§ **What is being asked**
Find the line with "let text = fs::read_to_string(path).map_err(|source|" in the records below. Copy it and every line after it, up to and including the line with "use tempfile::NamedTempFile;".

Stored data entries:
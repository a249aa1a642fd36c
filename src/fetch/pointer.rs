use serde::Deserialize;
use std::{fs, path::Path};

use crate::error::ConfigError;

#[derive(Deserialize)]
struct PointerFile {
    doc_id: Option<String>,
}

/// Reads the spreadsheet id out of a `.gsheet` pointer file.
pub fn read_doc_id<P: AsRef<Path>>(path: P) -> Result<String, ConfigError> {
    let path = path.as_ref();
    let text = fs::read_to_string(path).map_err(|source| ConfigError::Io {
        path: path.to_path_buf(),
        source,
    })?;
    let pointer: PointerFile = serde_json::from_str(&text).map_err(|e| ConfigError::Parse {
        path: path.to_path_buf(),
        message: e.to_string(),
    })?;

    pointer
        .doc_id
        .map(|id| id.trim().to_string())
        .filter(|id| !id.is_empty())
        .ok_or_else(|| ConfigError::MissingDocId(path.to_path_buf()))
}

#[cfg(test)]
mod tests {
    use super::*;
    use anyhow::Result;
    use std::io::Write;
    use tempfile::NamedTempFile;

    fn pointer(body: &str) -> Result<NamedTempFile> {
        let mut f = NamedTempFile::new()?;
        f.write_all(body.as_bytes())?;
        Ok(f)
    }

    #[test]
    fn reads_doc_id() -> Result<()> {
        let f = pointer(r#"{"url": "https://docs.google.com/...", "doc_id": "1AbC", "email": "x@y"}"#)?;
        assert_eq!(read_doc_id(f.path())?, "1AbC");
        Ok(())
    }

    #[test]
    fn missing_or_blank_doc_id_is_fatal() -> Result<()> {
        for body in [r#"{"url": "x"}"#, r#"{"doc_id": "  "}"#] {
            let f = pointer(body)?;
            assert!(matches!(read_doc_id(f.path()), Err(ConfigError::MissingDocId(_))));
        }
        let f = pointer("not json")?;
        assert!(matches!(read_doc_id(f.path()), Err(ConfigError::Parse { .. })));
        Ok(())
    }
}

§ **Exercise result**
    let text = fs::read_to_string(path).map_err(|source| ConfigError::Io {
        path: path.to_path_buf(),
        source,
    })?;
    let pointer: PointerFile = serde_json::from_str(&text).map_err(|e| ConfigError::Parse {
        path: path.to_path_buf(),
        message: e.to_string(),
    })?;

    pointer
        .doc_id
        .map(|id| id.trim().to_string())
        .filter(|id| !id.is_empty())
        .ok_or_else(|| ConfigError::MissingDocId(path.to_path_buf()))
}

#[cfg(test)]
mod tests {
    use super::*;
    use anyhow::Result;
    use std::io::Write;
    use tempfile::NamedTempFile;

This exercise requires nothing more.